Published online by Cambridge University Press: 28 March 2024
Introduction
Our ambition for this book is to bring together feminist and green criminology for the first time in a scholarly volume where all contributions are devoted to the project of gendering green criminology. The editorial team is comprised of experts in gender and crime and in green criminology/environmental harm. The idea for the edited collection, and some of the chapters, arose from a conference organised by the editors through the ‘Green Criminology’ and ‘Women, Crime and Criminal Justice’ Networks of the British Society of Criminology. That conference inspired us to expand the discussion and scope of inquiry into the gendering of green criminology.

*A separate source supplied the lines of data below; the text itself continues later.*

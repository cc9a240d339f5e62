//! Seams the scheduler calls through: the actual submission mechanics and
//! the optional advisors that shape which directories are attempted and how.
//!
//! Every advisor trait carries a default implementation that degrades to a
//! no-op, so the runner works the same with or without an advisor wired in —
//! mirroring the uniform-interface-with-sensible-defaults shape used for the
//! AI advisor surface this crate's submission advisors are descended from.

use async_trait::async_trait;

use super::jobs::directory::DirectoryDescriptor;
use super::jobs::job::{BusinessProfile, Job};

#[derive(Debug, Clone)]
pub struct SubmissionOutcome {
    pub succeeded: bool,
    pub reason_code: Option<String>,
}

impl SubmissionOutcome {
    pub fn success() -> Self {
        Self {
            succeeded: true,
            reason_code: None,
        }
    }

    pub fn failure(reason_code: impl Into<String>) -> Self {
        Self {
            succeeded: false,
            reason_code: Some(reason_code.into()),
        }
    }
}

/// Performs the actual directory submission attempt. The production
/// implementation drives a headless browser or HTTP form post; tests supply
/// a scripted double.
#[async_trait]
pub trait SubmissionDriver: Send + Sync {
    async fn submit(&self, directory: &DirectoryDescriptor, profile: &BusinessProfile) -> SubmissionOutcome;
}

/// Estimates the likelihood a submission to `directory` will succeed before
/// spending a worker slot on it. Directories scoring below the configured
/// threshold are skipped rather than attempted.
#[async_trait]
pub trait SuccessProbabilityOracle: Send + Sync {
    async fn estimate(&self, _directory: &DirectoryDescriptor, _job: &Job) -> f64 {
        1.0
    }
}

/// Tailors the free-text description field per directory's category and
/// length constraints. Default is the identity transform.
#[async_trait]
pub trait DescriptionCustomizer: Send + Sync {
    async fn customize(&self, _directory: &DirectoryDescriptor, description: &str) -> String {
        description.to_string()
    }
}

/// Maps a profile field to the directory's actual form selectors when the
/// catalog's static `form_mapping` doesn't cover it. Default declines to map
/// anything extra.
#[async_trait]
pub trait FormFieldMapper: Send + Sync {
    async fn map_extra_fields(&self, _directory: &DirectoryDescriptor, _profile: &BusinessProfile) -> Vec<(String, String)> {
        Vec::new()
    }
}

#[cfg(test)]
mod tests {
    use super::*;

    struct NoopAdvisor;
    impl SuccessProbabilityOracle for NoopAdvisor {}
    impl DescriptionCustomizer for NoopAdvisor {}
    impl FormFieldMapper for NoopAdvisor {}

    fn sample_directory() -> DirectoryDescriptor {
        use crate::kernel::jobs::directory::{Difficulty, FormMapping};
        use crate::kernel::jobs::job::PackageSize;
        DirectoryDescriptor {
            directory_id: "dir-1".into(),
            name: "Example".into(),
            submission_url: "https://example.com".into(),
            requires_login: false,
            has_captcha: false,
            has_anti_bot: false,
            difficulty: Difficulty::Easy,
            tier: PackageSize::Starter,
            priority: 0.0,
            failure_rate: 0.0,
            domain_authority: 0.0,
            traffic_volume: 0.0,
            success_rate: 0.5,
            average_response_time_ms: 0.0,
            category: "general".into(),
            form_mapping: FormMapping::new(),
        }
    }

    #[tokio::test]
    async fn default_oracle_estimates_full_confidence() {
        let advisor = NoopAdvisor;
        let job = Job {
            job_id: "job-1".into(),
            customer_id: "cust-1".into(),
            profile: BusinessProfile::default(),
            directory_limit: None,
            package_size: None,
        };
        assert_eq!(advisor.estimate(&sample_directory(), &job).await, 1.0);
    }

    #[tokio::test]
    async fn default_customizer_is_identity() {
        let advisor = NoopAdvisor;
        let out = advisor.customize(&sample_directory(), "hello world").await;
        assert_eq!(out, "hello world");
    }

    #[tokio::test]
    async fn default_field_mapper_maps_nothing() {
        let advisor = NoopAdvisor;
        let out = advisor
            .map_extra_fields(&sample_directory(), &BusinessProfile::default())
            .await;
        assert!(out.is_empty());
    }
}
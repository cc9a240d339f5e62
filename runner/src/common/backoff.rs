//! Jittered exponential backoff shared by the control-plane client, the
//! progress reporter, and the per-attempt retry policy.

use std::time::Duration;

use rand::Rng;

/// Exponential backoff with uniform jitter: `min(base * 2^(attempt-1), cap)`,
/// plus a uniform random fraction of that value.
///
/// `attempt` is 1-indexed (the first retry is `attempt = 1`).
#[derive(Debug, Clone, Copy)]
pub struct Backoff {
    pub base: Duration,
    pub cap: Duration,
    pub jitter_fraction: f64,
}

impl Backoff {
    pub const fn new(base: Duration, cap: Duration, jitter_fraction: f64) -> Self {
        Self {
            base,
            cap,
            jitter_fraction,
        }
    }

    /// Control-plane / progress-reporter retries: base 500ms, cap 30s, 25% jitter.
    pub const fn api_call() -> Self {
        Self::new(Duration::from_millis(500), Duration::from_secs(30), 0.25)
    }

    /// Per-attempt retry delay: base 5s, cap 60s, 10% jitter.
    pub const fn attempt_retry() -> Self {
        Self::new(Duration::from_millis(5000), Duration::from_secs(60), 0.10)
    }

    pub fn delay_for(&self, attempt: u32) -> Duration {
        let exp = 2u64.saturating_pow(attempt.saturating_sub(1));
        let unjittered = self.base.saturating_mul(exp as u32).min(self.cap);
        let jitter_max = unjittered.mul_f64(self.jitter_fraction);
        if jitter_max.is_zero() {
            return unjittered;
        }
        let jitter_ms = rand::thread_rng().gen_range(0..=jitter_max.as_millis() as u64);
        unjittered + Duration::from_millis(jitter_ms)
    }
}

As a collective of scholars, we cannot help but observe how research in the green criminological field has proliferated. There is a growing body of theoretical thinking and imaginative and robust research arising out of thick descriptive and in-depth narrative accounts, ethnographies and visual methodologies. Much of this newfound knowledge and emerging qualitative data flows from a variety of sources in support of the often distinct, but nevertheless complex, developing picture of the patterns to environmental harms and green crimes and victimisations. The gendered nature of these patterns is especially evident, concerning and often exacerbated by a range of factors. Our starting point – gendering the problems – demands that we properly situate our thinking within a broader intersectional framework where these complex patterns are excavated early in the life of this new direction for green criminology. Consequently, we are confident that this book, Gendering Green Criminology, is a timely publication. Our theoretical perspective thus starts out as feminist and green, and this informs our trilogy of aims. First, while the contents of the volume inevitably present compelling evidence attesting to the gender patterning to, and gendered nature of, green crimes and environmental harms, our aim goes well beyond illustrating these features. Second, we illustrate the gendered impacts of these problems and the gendered nature of harm and victimisation caused and experienced in different contexts and in different parts of the globe. Our ambition extends further so that, third, we examine the gendered nature of resistance and aftermath recovery, thus allowing us to offer an informed critical understanding and appreciation of how to ameliorate the harms currently being experienced.